Study merges clinical research investigators data from three government databases

Complete Picture

The three primary U.S. government sources of data about clinical research investigators -- National Library of Medicine:, FDA: Bioresearch Monitoring Information System (BMIS)and CMS: Open Payments (Sunshine Act) -- provide incomplete and inconsistent data not linked to data in the other databases. While the FDA is aware of the problems, researchers have used the databases to understand investigator demographics and activities.

Two researchers, Ronald Ranauro and Romiya Barry, have conducted a study to determine the “extent it is possible to combine data from all three databases into a single record for each investigator.” In the  study, they “matched and merged data across the three databases to form a more complete picture of investigators and their activities.” To synchronize the analysis, they limited the data in the analysis to certain parameters, as reported in the Journal of Clinical Research Best Practices.  

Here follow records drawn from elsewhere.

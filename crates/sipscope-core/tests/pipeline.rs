use std::path::PathBuf;

use sipscope_core::{
    AnalysisError, AnalysisOptions, CallStatus, CorrelationMode, Direction, ErrorCategory,
    InputKind, SourceError, StatusCode, TableError, analyze_log_file, analyze_table_file,
};

fn fixture(name: &str) -> PathBuf {
    PathBuf::from(env!("CARGO_MANIFEST_DIR"))
        .join("..")
        .join("..")
        .join("tests")
        .join("fixtures")
        .join(name)
}

#[test]
fn sbc_log_produces_two_finished_calls() {
    let report =
        analyze_log_file(&fixture("sbc_sample.log"), &AnalysisOptions::default()).unwrap();
    assert_eq!(report.input.kind, InputKind::Log);
    assert_eq!(report.calls.len(), 2);

    let answered = &report.calls[0];
    assert_eq!(answered.call.session_id, "7c1e:44:1801");
    assert_eq!(answered.call.caller, "sip:+15550199@sip.pstnhub.microsoft.com");
    assert_eq!(answered.call.callee, "sip:+15550100@sbc.example.com");
    assert_eq!(answered.call.end_time, "09:14:47.520");
    assert_eq!(answered.call.ip_group, "Teams");
    assert_eq!(answered.call.remote_ip, "10.20.0.5");
    assert_eq!(answered.call.termination_reason, "Remote hangup");
    assert_eq!(answered.call.status_code, StatusCode::new(200));
    assert_eq!(answered.status, CallStatus::Success);
    let duration = answered.call.duration.unwrap();
    assert!((duration - 45.42).abs() < 1e-6, "duration {duration}");

    let busy = &report.calls[1];
    assert_eq!(busy.call.session_id, "7c1e:44:1803");
    assert_eq!(busy.call.callee, "sip:2001@10.30.1.9");
    assert_eq!(busy.call.termination_reason, "User busy");
    assert_eq!(busy.call.ip_group, "PBX");
    assert_eq!(busy.call.direction, Direction::Internal);
    assert_eq!(busy.status, CallStatus::Failure);
    assert_eq!(busy.error_category, ErrorCategory::Capacity);
    assert_eq!(busy.technical_details, "SIP 486 - Busy Here");

    assert_eq!(report.summary.attempted, 2);
    assert_eq!(report.summary.success_rate, 50.0);
    assert_eq!(report.summary.unique_sessions, 2);
    assert_eq!(report.sessions.len(), 2);
    assert_eq!(report.errors.len(), 2);
}

#[test]
fn sbc_log_message_statistics() {
    let report =
        analyze_log_file(&fixture("sbc_sample.log"), &AnalysisOptions::default()).unwrap();
    let messages = report.messages.expect("log reports carry message stats");
    assert_eq!(messages.total, 12);
    assert_eq!(messages.unique_sessions, 3);
    assert_eq!(messages.options, 1);
    assert_eq!(messages.success_responses, 2);
    assert_eq!(messages.client_errors, 1);
    assert_eq!(messages.server_errors, 0);
    assert_eq!(messages.by_direction[&Direction::Outgoing], 5);
    assert_eq!(messages.by_direction[&Direction::Incoming], 4);
    assert_eq!(messages.sessions.len(), 3);
}

#[test]
fn flushing_adds_the_unfinished_options_session() {
    let options = AnalysisOptions {
        flush_open_sessions: true,
        ..AnalysisOptions::default()
    };
    let report = analyze_log_file(&fixture("sbc_sample.log"), &options).unwrap();
    assert_eq!(report.calls.len(), 3);
    let open = &report.calls[2];
    assert_eq!(open.call.session_id, "7c1e:44:1802");
    assert_eq!(open.call.termination_reason, "Incomplete");
    assert_eq!(open.call.end_time, "09:14:03.041");
}

#[test]
fn shared_mode_still_finalizes_on_each_call_end() {
    let options = AnalysisOptions {
        correlation: CorrelationMode::Shared,
        ..AnalysisOptions::default()
    };
    let report = analyze_log_file(&fixture("sbc_sample.log"), &options).unwrap();
    assert_eq!(report.calls.len(), 2);
    assert_eq!(report.calls[0].call.session_id, "7c1e:44:1801");
}

#[test]
fn report_is_stable_across_runs() {
    let path = fixture("sbc_sample.log");
    let first = analyze_log_file(&path, &AnalysisOptions::default()).unwrap();
    let second = analyze_log_file(&path, &AnalysisOptions::default()).unwrap();
    assert_eq!(
        serde_json::to_string(&first).unwrap(),
        serde_json::to_string(&second).unwrap()
    );
}

#[test]
fn usage_table_classifies_rows_and_skips_malformed() {
    let report = analyze_table_file(&fixture("pstn_usage.csv")).unwrap();
    assert_eq!(report.input.kind, InputKind::Table);
    assert_eq!(report.calls.len(), 4);
    assert_eq!(report.skipped_rows.len(), 1);
    assert_eq!(report.skipped_rows[0].row, 4);
    assert!(report.skipped_rows[0].reason.contains("Duration (seconds)"));

    let not_found = &report.calls[1];
    assert!(not_found.explanation.to_lowercase().contains("not found"));
    assert_eq!(not_found.error_category, ErrorCategory::Routing);
    assert_eq!(not_found.call.user.as_deref(), Some("Ben Ito"));

    assert_eq!(report.calls[2].call.user.as_deref(), Some("cara@contoso.com"));
    assert_eq!(report.calls[2].call.direction, Direction::Outgoing);

    assert_eq!(report.summary.attempted, 3);
    assert_eq!(report.summary.successful, 1);
    assert_eq!(report.summary.failed, 2);
    assert_eq!(report.summary.success_rate, 33.33);
    assert_eq!(report.summary.max_duration, Some(45.0));
}

#[test]
fn missing_input_is_not_found() {
    let err = analyze_log_file(&fixture("absent.log"), &AnalysisOptions::default()).unwrap_err();
    assert!(matches!(err, AnalysisError::Source(SourceError::NotFound(_))));
}

#[test]
fn table_without_required_columns_is_rejected() {
    let dir = tempfile::tempdir().unwrap();
    let path = dir.path().join("calls.csv");
    std::fs::write(&path, "Start time,Final SIP code\n2024-11-22,200\n").unwrap();

    let err = analyze_table_file(&path).unwrap_err();
    match err {
        AnalysisError::Table(TableError::MissingFields(missing)) => {
            assert_eq!(missing, vec!["Final Microsoft subcode", "Final SIP Phrase"]);
        }
        other => panic!("unexpected error: {other}"),
    }
}

#[test]
fn windows_1252_names_keep_every_row() {
    let dir = tempfile::tempdir().unwrap();
    let path = dir.path().join("calls.csv");
    std::fs::write(
        &path,
        b"Display Name,Final SIP code,Final Microsoft subcode,Final SIP Phrase\n\
          Ana,200,0,OK\n\
          Jos\xe9,486,560486,Busy Here\n\
          Ben,404,560404,Not Found\n",
    )
    .unwrap();

    let report = analyze_table_file(&path).unwrap();
    assert!(report.skipped_rows.is_empty());
    assert_eq!(report.calls.len(), 3);
    assert_eq!(report.calls[1].call.user.as_deref(), Some("Jos\u{fffd}"));
    assert_eq!(report.calls[1].call.status_code, StatusCode::new(486));
    assert_eq!(report.calls[2].status, CallStatus::Failure);
}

They determined that in the three databases, there were 65,890 investigators in 2017, not counting overlaps. Additionally, they found that investigators overlap incompletely across the three databases In the process of merging and matching data from the three databases, they identified 50,414 “apparently unique investigators.” Only 7,936 (15.7%) investigators could be found in all three databases for 2017, 12,564 (24.9%) could be found in two databases, and 29,940 (60.0%) could be found in only one database.

According to the researchers, not all investigators can be matched with clinical trial identifiers. Investigator records have sponsor, payment and therapeutic specialty data, 38,383 (76.1%) can be matched with one or more clinical trials, and 5,363 (10.6%) have only address and date of FDA filing data.

Of the investigators who first appeared in 2017, 29% first appear in that year. Some of the investigators who first appeared in 2017 then became very active. The researchers showed that 15,119 (29.4%) of the investigators with one or more attached 2017 interventional trial identifiers appear in either or Sunshine for the first time in 2017. The average investigator with a presence in 2017 has participated in 4.2 trials (mean) and 2.0 trials (median) of any type. 

For this analysis, the researchers included trials of all types with start dates as far back as 2000 and as far forward as 2018. Nearly 80% of trials of all types counted have start dates between 2008 and 2018. Separately, they analyzed the 5,363 BMIS investigator records without a match to the two other databases and found 1,674 (31%) that appear for the first time in BMIS in 2017.

The researchers concluded that, given the present limitations of the three databases taken individually, it is impossible to accurately count the number of investigators active in a given year, much less to determine with any accuracy attributes like their therapeutic specialties. Nonetheless, by matching and merging records across the three databases, they could assemble a more comprehensive record for many investigators. Still there are gaps. For investigator records lacking clinical trial identifiers, there is no way to determine the details of the investigators’ research activity.  With coordination among the data sources, additional uses for the data emerge, such as accurately estimating longitudinal trends over time. The researchers caution that such analyses too are prone to distortion due to exogenous developments like changes in international regulatory policies.  Not only can multiple investigators share the same name, but investigator records sometimes use different versions of an investigator’s name.

The researchers conclude that it would be much easier to understand investigator demographics and activity if the following changes were made in the databases: require study sponsors to submit Form FDA 1572s to BMIS with unique clinical trial identifiers; at minimum, BMIS and Open Payments should assign a unique identification number to each investigator and use that number consistently and assign a unique number to each clinical research site, because these names are often entered inconsistently.